Figure 4.

Transiently-expressed, truncated snRNAs containing Sm and SMN binding sites accumulate in Cajal bodies. (A) Immunoprecipitation of U2-MS2 and the deletion mutant U2ΔSLI+IIa,b-MS2. RNAs were immunoprecipitated via MS2-YFP by anti-GFP antibodies and detected by silver staining. Co-precipitated proteins were analyzed by Western blotting. With the full-length U2-MS2 RNA we detected all tested proteins (SmB/B′, SF3A3, SNRPB2 and SF3B4), while only SmB/B′ and SNRPB2 co-precipitated with the U2ΔSLI+IIa,b-MS2 RNA. (B) Immunoprecipitation of U4-MS2 and the deletion mutant U4Δ1–64-MS2. Legend as in (A).
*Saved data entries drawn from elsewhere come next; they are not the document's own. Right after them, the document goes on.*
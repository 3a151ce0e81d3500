//! Text and JSON reports.

use board_layout::Placement;
use board_registry::Registry;
use board_types::{Diagnostic, Link, RoomId};
use hex_grid::{HexBounds, HexCoord, Side};
use serde::Serialize;

/// Everything `hexboard` found.
#[derive(Debug, Clone, Serialize)]
pub struct Report {
    /// Registry totals.
    pub stats: StatsReport,
    /// Ingestion diagnostics, in order.
    pub diagnostics: Vec<Diagnostic>,
    /// One layout per entrypoint.
    pub boards: Vec<BoardReport>,
}

/// Registry totals.
#[derive(Debug, Clone, Copy, Serialize)]
pub struct StatsReport {
    /// Accepted rooms.
    pub rooms: usize,
    /// Link instances.
    pub links: usize,
    /// Links joining two rooms.
    pub connected_links: usize,
    /// Entrypoint rooms.
    pub entrypoints: usize,
    /// Rejected rows.
    pub rejected: usize,
}

/// One laid-out board.
#[derive(Debug, Clone, Serialize)]
pub struct BoardReport {
    /// The room at the origin.
    pub entrypoint: RoomId,
    /// Extent of the placed rooms.
    pub bounds: Option<HexBounds>,
    /// Placed rooms sorted by column, then row.
    pub rooms: Vec<PlacedRoom>,
    /// Layout diagnostics, in order.
    pub diagnostics: Vec<Diagnostic>,
}

/// A room and where it ended up.
#[derive(Debug, Clone, Serialize)]
pub struct PlacedRoom {
    /// Room identifier.
    pub id: RoomId,
    /// Grid cell.
    pub coord: HexCoord,
    /// Center symbol.
    pub symbol: Option<char>,
    /// Accumulated rotation in `0..6`.
    pub rotation: i32,
    /// Links on sides 1 to 6 in the final orientation.
    pub links: Vec<Option<Link>>,
}

impl Report {
    /// Collects the report from a registry and its layouts.
    #[must_use]
    pub fn new(registry: &Registry<'_>, placements: &[Placement]) -> Self {
        let stats = registry.stats();
        Self {
            stats: StatsReport {
                rooms: stats.rooms,
                links: stats.links,
                connected_links: stats.connected_links,
                entrypoints: stats.entrypoints,
                rejected: stats.rejected,
            },
            diagnostics: registry.diagnostics().to_vec(),
            boards: placements
                .iter()
                .map(|placement| BoardReport::new(registry, placement))
                .collect(),
        }
    }

    /// Renders the report as pretty-printed JSON.
    ///
    /// # Errors
    ///
    /// Fails if serialization fails.
    pub fn to_json(&self) -> serde_json::Result<String> {
        serde_json::to_string_pretty(self)
    }

    /// Renders the report as a text listing.
    ///
    /// Ingestion diagnostics are left out; they go to the log.
    #[must_use]
    pub fn to_text(&self) -> String {
        let stats = &self.stats;
        let mut lines = vec![format!(
            "{} rooms, {} links ({} connected), {} entrypoints, {} rejected",
            stats.rooms, stats.links, stats.connected_links, stats.entrypoints, stats.rejected
        )];

        for board in &self.boards {
            let mut header = format!("[{}] ENTRYPOINT: {} rooms", board.entrypoint, board.rooms.len());
            if let Some(bounds) = board.bounds {
                let (columns, rows) = bounds.size();
                header += &format!(", {columns}x{rows} from {} to {}", bounds.min, bounds.max);
            }
            lines.push(String::new());
            lines.push(header);
            lines.extend(board.rooms.iter().map(PlacedRoom::line));
            lines.extend(board.diagnostics.iter().map(|diagnostic| format!("  ! {diagnostic}")));
        }

        let mut out = lines.join("\n");
        out.push('\n');
        out
    }
}

impl PlacedRoom {
    fn line(&self) -> String {
        let links: Vec<String> = Side::ALL
            .iter()
            .zip(&self.links)
            .map(|(side, link)| match link {
                Some(link) => format!("{side}:{link}"),
                None => format!("{side}:-"),
            })
            .collect();
        format!(
            "  {:>7}  [{}] {} r{} {}",
            self.coord.to_string(),
            self.id,
            self.symbol.unwrap_or('.'),
            self.rotation,
            links.join(" ")
        )
    }
}

impl BoardReport {
    fn new(registry: &Registry<'_>, placement: &Placement) -> Self {
        let rooms = placement
            .rows()
            .into_iter()
            .filter_map(|(coord, id)| {
                let room = registry.room(id).ok()?;
                Some(PlacedRoom {
                    id: id.clone(),
                    coord,
                    symbol: room.symbol(),
                    rotation: room.rotation(),
                    links: Side::ALL
                        .iter()
                        .map(|side| room.link_at(*side).map(|slot| slot.link))
                        .collect(),
                })
            })
            .collect();

        Self {
            entrypoint: placement.entrypoint().clone(),
            bounds: placement.bounds(),
            rooms,
            diagnostics: placement.diagnostics().to_vec(),
        }
    }
}

#[cfg(test)]
#[allow(clippy::unwrap_used)]
mod tests {
    use super::*;
    use board_layout::GridLayout;
    use board_types::{ColumnMapping, LayoutConfig, Row};

    fn laid_out() -> (Registry<'static>, Vec<Placement>) {
        let mut registry = Registry::new();
        registry.ingest(
            vec![
                Row::from_pairs([
                    ("Center", "e"),
                    ("Openings", "6"),
                    ("Link1", "CCCCCCC"),
                    ("Link3", "DDDDDDD"),
                    ("Link6", "blank"),
                ]),
                Row::from_pairs([("Center", "a"), ("Openings", ""), ("Link1", "DDDDDDD")]),
            ],
            "0",
            &ColumnMapping::default(),
        );
        let placements = GridLayout::new(&mut registry, LayoutConfig::default())
            .layout_all()
            .unwrap();
        (registry, placements)
    }

    #[test]
    fn test_text_lines() {
        let (registry, placements) = laid_out();
        let text = Report::new(&registry, &placements).to_text();
        let lines: Vec<&str> = text.lines().collect();

        assert!(text.ends_with('\n'));
        assert_eq!(lines.len(), 5);
        assert_eq!(lines[0], "2 rooms, 3 links (1 connected), 1 entrypoints, 0 rejected");
        assert_eq!(lines[1], "");
        assert!(lines[2].starts_with("[0:2] ENTRYPOINT: 2 rooms"));
        assert!(lines[3].contains("[0:2] E r0"));
        assert!(lines[4].contains("[0:3] A r5"));
        assert!(lines[4].contains(" 1:- "));
    }

    #[test]
    fn test_json_boards() {
        let (registry, placements) = laid_out();
        let json: serde_json::Value =
            serde_json::from_str(&Report::new(&registry, &placements).to_json().unwrap()).unwrap();

        assert_eq!(json["stats"]["entrypoints"], 1);
        assert_eq!(json["boards"][0]["rooms"][1]["rotation"], 5);
        assert!(json["boards"][0]["rooms"][1]["links"][0].is_null());
    }
}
With the full-length U4-MS2 RNA we detected both tested proteins (SmB/B′ and PRPF31), while only SmB/B′ co-precipitated with U4Δ1–64-MS2 RNA. (C) Hela cells were co-transfected with U2 or U4 snRNAs containing the MS2 loop (green stem loop) and MS2-YFP (green). Coilin was used as a marker of CBs (red). Small red box in snRNA schemes represents the canonical Sm site and blue boxes represent endogenous U2 or U4 promoters. DNA was stained by DAPI. The scale bar represents 10 μm.